Many naturally growing phenomena tend to be subject to so called rebound effects.
Think of bacteria in a Petri dish with some kind of content that is not beneficial to the bacteria but also not completely lethal. Only if bacteria manage to evolve a mutation that adapts to the conditions in the Petri dish and becomes able to subsist on its contents, the population will grow. This successful adaptation however might soon lead to an over-exploitation of the resource. Once the population reaches the carrying capacity of its environment, conditions can become unsafe again. A successive adaptive effort is needed. The conditions that once were beneficial for growth do not need to be beneficial in future. They can become sub-optimal just because they once were optimal. Growth hence can cycle or spiral.
In the late 1970ies the ecologist Crawford Stanley (Buzz) Holling together with colleagues suggested a heuristic model for explaining periodic devastation and recovering cycles of forests and other ecosystems. The so called adaptive cycle model is an essential aspect in Holling's famous concept of resilience. The idea is that living systems tend to cycle through four principal phases: exploitation (r), consolidation (K), destruction (Ώ) and reorganization (α).
A forest for instance develops from pioneer species slowly exploiting resources (r) to a state with large trees and various undergrowth species (K). In this phase, biomass and dead organic matter accumulates and makes the system gradually more vulnerable. The probability for fires or pests increases (Ώ). These disturbances may release accumulated nutrients or may let the sunlight reach the forest bottom. A phase of reorganization announces the start of a new cycle (α).
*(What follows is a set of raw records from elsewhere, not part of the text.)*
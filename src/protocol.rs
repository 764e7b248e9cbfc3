//! Wire shape of the delegation protocol.
//!
//! A delegation is a plain `GET` against the remote endpoint carrying four
//! query parameters:
//!
//! | parameter     | meaning                                             |
//! |---------------|-----------------------------------------------------|
//! | `cmd`         | `add` or `del`                                      |
//! | `scope`       | name of the address range on the remote             |
//! | `version`     | result schema version the caller expects            |
//! | `containerid` | the [`ContainerKey`] (`<pool id>/<container id>`)   |
//!
//! An `add` answers `200` with a JSON [`DelegationResult`](crate::types::DelegationResult),
//! a `del` answers `200` with an empty body. Any other status is a failure.

use std::fmt;
use std::str::FromStr;

use thiserror::Error;
use url::Url;

pub const PARAM_CMD: &str = "cmd";
pub const PARAM_SCOPE: &str = "scope";
pub const PARAM_VERSION: &str = "version";
pub const PARAM_CONTAINER_ID: &str = "containerid";

#[derive(Debug, Clone, Copy, PartialEq, Eq, Hash)]
pub enum Command {
    Add,
    Del,
}

impl Command {
    pub fn as_str(&self) -> &'static str {
        match self {
            Command::Add => "add",
            Command::Del => "del",
        }
    }
}

impl fmt::Display for Command {
    fn fmt(&self, f: &mut fmt::Formatter<'_>) -> fmt::Result {
        f.write_str(self.as_str())
    }
}

#[derive(Debug, Error, PartialEq, Eq)]
#[error("unknown command {0:?}")]
pub struct UnknownCommand(pub String);

impl FromStr for Command {
    type Err = UnknownCommand;

    fn from_str(s: &str) -> Result<Self, Self::Err> {
        match s {
            "add" => Ok(Command::Add),
            "del" => Ok(Command::Del),
            other => Err(UnknownCommand(other.to_string())),
        }
    }
}

/// Identifies one container within one pool on the remote.
///
/// Several pools may share a single remote, so the caller's container id is
/// prefixed with the pool id. The same key must be sent on `add` and on the
/// matching `del`.
#[derive(Debug, Clone, PartialEq, Eq, Hash, PartialOrd, Ord)]
pub struct ContainerKey(String);

impl ContainerKey {
    pub fn new(pool_id: &str, container_id: &str) -> Self {
        Self(format!("{pool_id}/{container_id}"))
    }

    pub fn as_str(&self) -> &str {
        &self.0
    }
}

/// The server treats the key as opaque and takes it as received.
impl From<String> for ContainerKey {
    fn from(key: String) -> Self {
        Self(key)
    }
}

impl fmt::Display for ContainerKey {
    fn fmt(&self, f: &mut fmt::Formatter<'_>) -> fmt::Result {
        f.write_str(&self.0)
    }
}

/// A fully specified delegation request, as sent by the client.
#[derive(Debug, Clone, PartialEq, Eq)]
pub struct DelegationRequest {
    pub cmd: Command,
    pub scope: String,
    pub version: String,
    pub key: ContainerKey,
}

impl DelegationRequest {
    /// Build the request URL against `remote`.
    ///
    /// Query parameters already present on `remote` are kept and the
    /// delegation parameters are appended after them.
    pub fn to_url(&self, remote: &Url) -> Url {
        let mut url = remote.clone();
        url.query_pairs_mut()
            .append_pair(PARAM_CMD, self.cmd.as_str())
            .append_pair(PARAM_SCOPE, &self.scope)
            .append_pair(PARAM_VERSION, &self.version)
            .append_pair(PARAM_CONTAINER_ID, self.key.as_str());
        url
    }
}

/// Query parameters as received by the server.
///
/// Nothing is validated here. When a parameter is repeated the first
/// occurrence wins, even if it is empty.
#[derive(Debug, Clone, Default, PartialEq, Eq)]
pub struct DelegationQuery {
    pub cmd: Option<String>,
    pub scope: Option<String>,
    pub version: Option<String>,
    pub container_id: Option<String>,
}

impl DelegationQuery {
    pub fn parse(query: Option<&str>) -> Self {
        let mut parsed = DelegationQuery::default();
        let Some(query) = query else {
            return parsed;
        };

        for (name, value) in url::form_urlencoded::parse(query.as_bytes()) {
            let slot = match name.as_ref() {
                PARAM_CMD => &mut parsed.cmd,
                PARAM_SCOPE => &mut parsed.scope,
                PARAM_VERSION => &mut parsed.version,
                PARAM_CONTAINER_ID => &mut parsed.container_id,
                _ => continue,
            };
            if slot.is_none() {
                *slot = Some(value.into_owned());
            }
        }
        parsed
    }

    /// Check that `containerid`, `scope` and `version` are all present and
    /// non-empty.
    pub fn validate(self) -> Result<ScopedQuery, MissingParameter> {
        let present = |value: Option<String>| value.filter(|v| !v.is_empty());
        let Some(container_id) = present(self.container_id) else {
            return Err(MissingParameter(PARAM_CONTAINER_ID));
        };
        let Some(scope) = present(self.scope) else {
            return Err(MissingParameter(PARAM_SCOPE));
        };
        let Some(version) = present(self.version) else {
            return Err(MissingParameter(PARAM_VERSION));
        };
        Ok(ScopedQuery {
            cmd: self.cmd,
            scope,
            version,
            key: ContainerKey::from(container_id),
        })
    }
}

#[derive(Debug, Error, PartialEq, Eq)]
#[error("missing required parameter {0:?}")]
pub struct MissingParameter(pub &'static str);

/// A query with every required parameter present.
///
/// `cmd` stays unparsed: an unknown command is only reported once the scope
/// has been found.
#[derive(Debug, Clone, PartialEq, Eq)]
pub struct ScopedQuery {
    pub cmd: Option<String>,
    pub scope: String,
    pub version: String,
    pub key: ContainerKey,
}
The reorganization phase may be seen as a window of opportunities for new developments. New species for instance may get a chance to enter the ecosystem, such as the decline of the dinosaurs opened a window for the spread of mammals.
The cycle shows two distinct phases: a slow forward loop, characterized by two phases of growing (r and K), and an unpredictable and rather rapid back loop of destruction and a new beginning (Ώ and α). Both loops together make the system adaptive.
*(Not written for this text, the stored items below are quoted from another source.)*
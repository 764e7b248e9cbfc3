//! Remote IPAM daemon entry point.

use std::path::PathBuf;
use std::sync::Arc;

use clap::Parser;
use log::{error, info};
use tokio::signal;

use remote_ipam::allocator::{DiskStore, StoreAllocatorFactory};
use remote_ipam::config::ServerConfig;
use remote_ipam::resolv_conf;
use remote_ipam::server::{run_server, ServerState};

/// Directory below `dataDir` that holds the address reservations.
const STORE_DIR: &str = "server";

#[derive(Debug, Parser)]
#[command(version, about = "Serves IPAM delegations from remote-ipam plugins")]
struct Args {
    /// Path to the configuration file (JSON, or TOML with a .toml suffix).
    #[arg(long)]
    config: PathBuf,
}

#[tokio::main]
async fn main() -> anyhow::Result<()> {
    // Initialize logging
    env_logger::init();

    let args = Args::parse();
    let cfg = ServerConfig::load(&args.config)?;
    info!("Starting remote IPAM daemon with config: {:?}", cfg);

    // The resolver file is read once; results carry this snapshot.
    let dns = match &cfg.resolv_conf {
        Some(path) => {
            let dns = resolv_conf::parse_file(path)?;
            info!("Loaded {} nameservers from {:?}", dns.nameservers.len(), path);
            Some(dns)
        }
        None => None,
    };

    let store = DiskStore::open(cfg.data_dir.join(STORE_DIR)).await?;
    info!("Keeping allocations in {:?}", store.dir());
    let allocators = StoreAllocatorFactory::new(Arc::new(store));
    let state = Arc::new(ServerState::new(&cfg, dns, allocators));

    tokio::select! {
        result = run_server(cfg.listen, state) => {
            if let Err(e) = result {
                error!("Delegation endpoint failed: {}", e);
                return Err(e);
            }
        }
        result = signal::ctrl_c() => match result {
            Ok(()) => info!("Received Ctrl+C, shutting down..."),
            Err(err) => error!("Unable to listen for shutdown signal: {}", err),
        },
    }

    info!("Shutdown complete.");
    Ok(())
}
Holling emphasized that such adaptive cycles can be found at all scales in ecosystems. And disturbances may propagate across scales, letting transformations on small scale trigger cascading avalanches on large scale. Holling's book Panarchy interprets numerous examples of such adaptive cycles.
In the 1980ies Holling and others expanded the model of the adaptive cycle to active adaptive management stressing that the reorganization phase in the cycle could be strategically prepared or supported, for instance by inducing or allowing for a degree of disorder in organization. Today, small forest fires for instance are often not extinguished or sometimes even intentionally sparked, in order to burn loose undergrowth that otherwise would accumulate and attract big fires. In economic management philosophy too it has become a common conception that it is good to "shake the tree" from time to time in order to promote innovation. In terms of attractor theory, one could illustrate this by attempts to keep the slopes of the attractor basin from becoming too steep in the processes of exploitation and consolidation, so that the system can shift to alternative attractors when needed.
Clark W.C. / Munn R.E. (1986) (eds.) The Resilience of Terrestrial Ecosystems. Local Surprise and Global Change. Cambridge UP.
Gunderson L. / Holling C.S. (2001). Panarchy. Understanding Transformation in Human and Natural Systems. Island Press Washington DC.
Walker B.H. / Salt D. (2006). Resilient thinking. Sustaining Ecosystems and People in a Changing World. Island Press Washington DC.